TASK DIRECTIONS
What is the number of lines below that hold "GameSnapshot"? Answer with that number only.

Stored items
========
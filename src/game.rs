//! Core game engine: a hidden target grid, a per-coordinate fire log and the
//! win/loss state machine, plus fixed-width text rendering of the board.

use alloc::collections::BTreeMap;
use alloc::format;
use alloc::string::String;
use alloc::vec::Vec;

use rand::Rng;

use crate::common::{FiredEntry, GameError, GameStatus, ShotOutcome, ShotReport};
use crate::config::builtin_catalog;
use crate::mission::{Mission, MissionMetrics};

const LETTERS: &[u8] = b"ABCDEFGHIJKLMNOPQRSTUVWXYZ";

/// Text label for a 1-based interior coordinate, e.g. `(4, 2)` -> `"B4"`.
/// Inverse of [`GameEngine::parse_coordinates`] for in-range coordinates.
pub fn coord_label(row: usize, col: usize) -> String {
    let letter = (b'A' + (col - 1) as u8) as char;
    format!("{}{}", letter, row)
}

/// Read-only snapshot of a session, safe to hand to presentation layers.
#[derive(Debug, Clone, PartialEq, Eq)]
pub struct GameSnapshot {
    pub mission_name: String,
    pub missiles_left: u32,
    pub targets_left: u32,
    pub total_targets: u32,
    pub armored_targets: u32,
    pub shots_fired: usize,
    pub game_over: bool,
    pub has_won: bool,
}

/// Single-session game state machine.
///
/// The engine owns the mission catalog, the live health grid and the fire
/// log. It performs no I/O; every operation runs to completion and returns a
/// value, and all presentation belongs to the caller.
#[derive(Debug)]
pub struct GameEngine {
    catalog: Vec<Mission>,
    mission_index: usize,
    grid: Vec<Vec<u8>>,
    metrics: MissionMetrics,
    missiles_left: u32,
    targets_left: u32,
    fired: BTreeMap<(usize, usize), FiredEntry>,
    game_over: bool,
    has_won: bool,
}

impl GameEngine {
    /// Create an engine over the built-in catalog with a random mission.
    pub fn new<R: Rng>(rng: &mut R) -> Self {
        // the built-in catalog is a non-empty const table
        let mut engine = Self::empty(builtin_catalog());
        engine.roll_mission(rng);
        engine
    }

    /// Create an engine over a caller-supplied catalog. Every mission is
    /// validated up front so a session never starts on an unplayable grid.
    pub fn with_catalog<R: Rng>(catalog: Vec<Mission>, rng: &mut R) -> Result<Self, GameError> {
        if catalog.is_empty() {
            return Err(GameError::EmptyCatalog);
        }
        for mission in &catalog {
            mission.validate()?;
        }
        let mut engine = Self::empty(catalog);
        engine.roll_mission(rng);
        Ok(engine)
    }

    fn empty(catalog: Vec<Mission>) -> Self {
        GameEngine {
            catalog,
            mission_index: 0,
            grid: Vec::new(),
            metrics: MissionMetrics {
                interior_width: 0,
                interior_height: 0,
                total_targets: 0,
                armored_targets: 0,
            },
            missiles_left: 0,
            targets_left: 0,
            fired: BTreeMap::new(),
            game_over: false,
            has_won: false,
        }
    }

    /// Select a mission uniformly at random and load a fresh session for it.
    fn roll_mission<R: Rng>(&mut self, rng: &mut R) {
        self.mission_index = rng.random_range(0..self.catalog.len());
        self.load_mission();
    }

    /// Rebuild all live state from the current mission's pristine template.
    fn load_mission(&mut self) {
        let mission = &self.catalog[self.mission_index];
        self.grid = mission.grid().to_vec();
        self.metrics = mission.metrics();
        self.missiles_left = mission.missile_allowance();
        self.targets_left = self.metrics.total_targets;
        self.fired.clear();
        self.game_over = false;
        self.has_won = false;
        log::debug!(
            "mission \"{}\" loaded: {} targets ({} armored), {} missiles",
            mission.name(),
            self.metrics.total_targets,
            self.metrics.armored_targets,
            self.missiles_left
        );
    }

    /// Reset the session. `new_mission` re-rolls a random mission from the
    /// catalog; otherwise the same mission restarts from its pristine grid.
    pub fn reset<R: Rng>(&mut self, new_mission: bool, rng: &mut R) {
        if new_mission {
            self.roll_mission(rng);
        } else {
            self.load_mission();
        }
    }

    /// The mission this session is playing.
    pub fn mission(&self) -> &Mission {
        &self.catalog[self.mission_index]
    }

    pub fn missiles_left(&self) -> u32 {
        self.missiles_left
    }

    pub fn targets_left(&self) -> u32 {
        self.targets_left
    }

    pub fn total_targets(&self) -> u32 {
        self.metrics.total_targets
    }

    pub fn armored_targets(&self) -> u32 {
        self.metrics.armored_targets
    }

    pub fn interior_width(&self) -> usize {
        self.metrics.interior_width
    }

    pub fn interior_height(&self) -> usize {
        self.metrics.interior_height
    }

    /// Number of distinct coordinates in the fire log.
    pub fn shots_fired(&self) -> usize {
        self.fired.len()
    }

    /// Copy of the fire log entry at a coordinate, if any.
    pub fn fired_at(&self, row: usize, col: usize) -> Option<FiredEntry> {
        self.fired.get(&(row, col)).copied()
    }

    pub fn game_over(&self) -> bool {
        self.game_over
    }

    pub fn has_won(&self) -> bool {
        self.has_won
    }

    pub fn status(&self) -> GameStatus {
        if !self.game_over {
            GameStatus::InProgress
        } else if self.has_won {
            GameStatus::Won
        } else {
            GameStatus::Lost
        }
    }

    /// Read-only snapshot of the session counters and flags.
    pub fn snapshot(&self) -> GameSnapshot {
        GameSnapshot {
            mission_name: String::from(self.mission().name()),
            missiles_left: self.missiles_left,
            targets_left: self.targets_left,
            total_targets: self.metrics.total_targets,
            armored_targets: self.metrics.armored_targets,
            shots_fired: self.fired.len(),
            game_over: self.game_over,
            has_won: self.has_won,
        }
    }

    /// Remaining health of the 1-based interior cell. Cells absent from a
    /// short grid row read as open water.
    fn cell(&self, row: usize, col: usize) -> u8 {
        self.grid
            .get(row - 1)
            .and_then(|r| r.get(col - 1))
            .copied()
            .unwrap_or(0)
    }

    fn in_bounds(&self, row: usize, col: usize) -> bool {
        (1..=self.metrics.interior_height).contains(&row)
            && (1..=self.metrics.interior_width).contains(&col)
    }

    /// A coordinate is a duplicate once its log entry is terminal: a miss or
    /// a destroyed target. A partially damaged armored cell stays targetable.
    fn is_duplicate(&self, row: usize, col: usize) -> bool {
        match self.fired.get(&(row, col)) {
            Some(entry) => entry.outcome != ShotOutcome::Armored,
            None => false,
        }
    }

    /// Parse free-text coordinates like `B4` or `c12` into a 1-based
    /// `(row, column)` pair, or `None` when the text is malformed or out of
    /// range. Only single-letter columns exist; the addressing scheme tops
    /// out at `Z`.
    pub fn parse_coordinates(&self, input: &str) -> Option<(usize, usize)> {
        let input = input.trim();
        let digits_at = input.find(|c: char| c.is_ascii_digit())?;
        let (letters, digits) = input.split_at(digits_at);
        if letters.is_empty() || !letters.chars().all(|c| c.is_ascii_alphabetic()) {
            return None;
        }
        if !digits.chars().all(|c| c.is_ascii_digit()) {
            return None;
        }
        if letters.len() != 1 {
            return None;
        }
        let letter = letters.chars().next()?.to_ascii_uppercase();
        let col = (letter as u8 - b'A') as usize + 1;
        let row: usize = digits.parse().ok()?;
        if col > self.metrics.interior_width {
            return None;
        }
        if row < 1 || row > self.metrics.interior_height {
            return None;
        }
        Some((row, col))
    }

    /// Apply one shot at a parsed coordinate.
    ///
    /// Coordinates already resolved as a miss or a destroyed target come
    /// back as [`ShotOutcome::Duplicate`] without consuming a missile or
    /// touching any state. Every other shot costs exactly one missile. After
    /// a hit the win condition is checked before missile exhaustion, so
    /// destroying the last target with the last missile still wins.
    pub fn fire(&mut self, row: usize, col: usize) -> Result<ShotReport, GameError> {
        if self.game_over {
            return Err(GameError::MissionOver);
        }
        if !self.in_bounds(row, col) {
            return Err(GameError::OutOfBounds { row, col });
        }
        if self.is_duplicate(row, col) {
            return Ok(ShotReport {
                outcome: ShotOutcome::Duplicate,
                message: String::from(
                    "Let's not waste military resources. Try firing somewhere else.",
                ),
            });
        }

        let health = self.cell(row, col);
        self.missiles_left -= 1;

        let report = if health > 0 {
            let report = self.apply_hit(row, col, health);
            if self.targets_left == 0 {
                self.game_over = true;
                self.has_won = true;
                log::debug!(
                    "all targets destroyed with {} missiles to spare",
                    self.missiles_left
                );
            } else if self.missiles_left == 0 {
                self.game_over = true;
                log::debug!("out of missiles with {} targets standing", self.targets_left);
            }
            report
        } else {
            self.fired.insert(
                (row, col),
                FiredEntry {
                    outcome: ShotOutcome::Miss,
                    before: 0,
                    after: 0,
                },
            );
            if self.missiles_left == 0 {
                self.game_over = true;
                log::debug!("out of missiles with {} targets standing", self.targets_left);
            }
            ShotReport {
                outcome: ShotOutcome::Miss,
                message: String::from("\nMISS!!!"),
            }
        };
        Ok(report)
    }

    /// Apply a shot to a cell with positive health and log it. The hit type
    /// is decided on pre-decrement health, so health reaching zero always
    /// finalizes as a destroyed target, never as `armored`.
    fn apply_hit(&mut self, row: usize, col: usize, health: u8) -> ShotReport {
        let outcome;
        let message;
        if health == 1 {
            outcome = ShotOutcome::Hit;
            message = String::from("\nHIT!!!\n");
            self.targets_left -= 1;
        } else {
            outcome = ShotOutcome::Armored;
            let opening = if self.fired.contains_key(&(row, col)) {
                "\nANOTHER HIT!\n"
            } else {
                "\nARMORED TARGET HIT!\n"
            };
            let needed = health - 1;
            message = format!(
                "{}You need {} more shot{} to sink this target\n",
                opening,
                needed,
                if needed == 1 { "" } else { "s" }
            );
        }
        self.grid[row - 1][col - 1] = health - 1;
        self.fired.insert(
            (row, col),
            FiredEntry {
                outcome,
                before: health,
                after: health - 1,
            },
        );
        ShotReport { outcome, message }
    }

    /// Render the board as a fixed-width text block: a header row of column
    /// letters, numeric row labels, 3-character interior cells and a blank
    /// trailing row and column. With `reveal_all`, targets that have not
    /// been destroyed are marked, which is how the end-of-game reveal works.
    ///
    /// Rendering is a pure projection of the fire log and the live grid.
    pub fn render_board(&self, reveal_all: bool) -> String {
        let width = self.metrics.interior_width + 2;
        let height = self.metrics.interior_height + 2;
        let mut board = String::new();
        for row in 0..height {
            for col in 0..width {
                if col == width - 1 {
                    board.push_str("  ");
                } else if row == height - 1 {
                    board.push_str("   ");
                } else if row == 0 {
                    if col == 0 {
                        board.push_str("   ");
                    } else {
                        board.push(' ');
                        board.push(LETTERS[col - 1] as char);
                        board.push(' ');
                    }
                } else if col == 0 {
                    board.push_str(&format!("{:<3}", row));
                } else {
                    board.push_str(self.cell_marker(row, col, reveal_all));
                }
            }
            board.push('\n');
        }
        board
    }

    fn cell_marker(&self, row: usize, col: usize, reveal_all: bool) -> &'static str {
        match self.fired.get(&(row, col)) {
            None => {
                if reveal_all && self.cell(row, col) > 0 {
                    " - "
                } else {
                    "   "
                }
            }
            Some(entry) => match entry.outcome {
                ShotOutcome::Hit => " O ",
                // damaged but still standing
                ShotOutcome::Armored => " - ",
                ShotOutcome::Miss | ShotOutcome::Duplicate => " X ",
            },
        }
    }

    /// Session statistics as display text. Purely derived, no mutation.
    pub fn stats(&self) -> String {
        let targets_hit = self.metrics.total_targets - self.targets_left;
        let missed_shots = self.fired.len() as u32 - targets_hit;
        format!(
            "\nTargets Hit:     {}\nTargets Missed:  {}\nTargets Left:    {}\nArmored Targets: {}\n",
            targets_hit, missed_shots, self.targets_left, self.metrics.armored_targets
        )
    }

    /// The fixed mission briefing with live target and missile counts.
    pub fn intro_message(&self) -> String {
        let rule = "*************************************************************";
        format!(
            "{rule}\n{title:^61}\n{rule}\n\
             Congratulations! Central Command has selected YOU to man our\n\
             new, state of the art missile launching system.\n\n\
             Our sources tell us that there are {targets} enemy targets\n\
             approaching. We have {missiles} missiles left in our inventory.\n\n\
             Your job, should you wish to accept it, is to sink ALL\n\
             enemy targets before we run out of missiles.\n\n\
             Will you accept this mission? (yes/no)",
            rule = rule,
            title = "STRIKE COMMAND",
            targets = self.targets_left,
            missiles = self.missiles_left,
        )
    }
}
========
ANSWER SPACE
3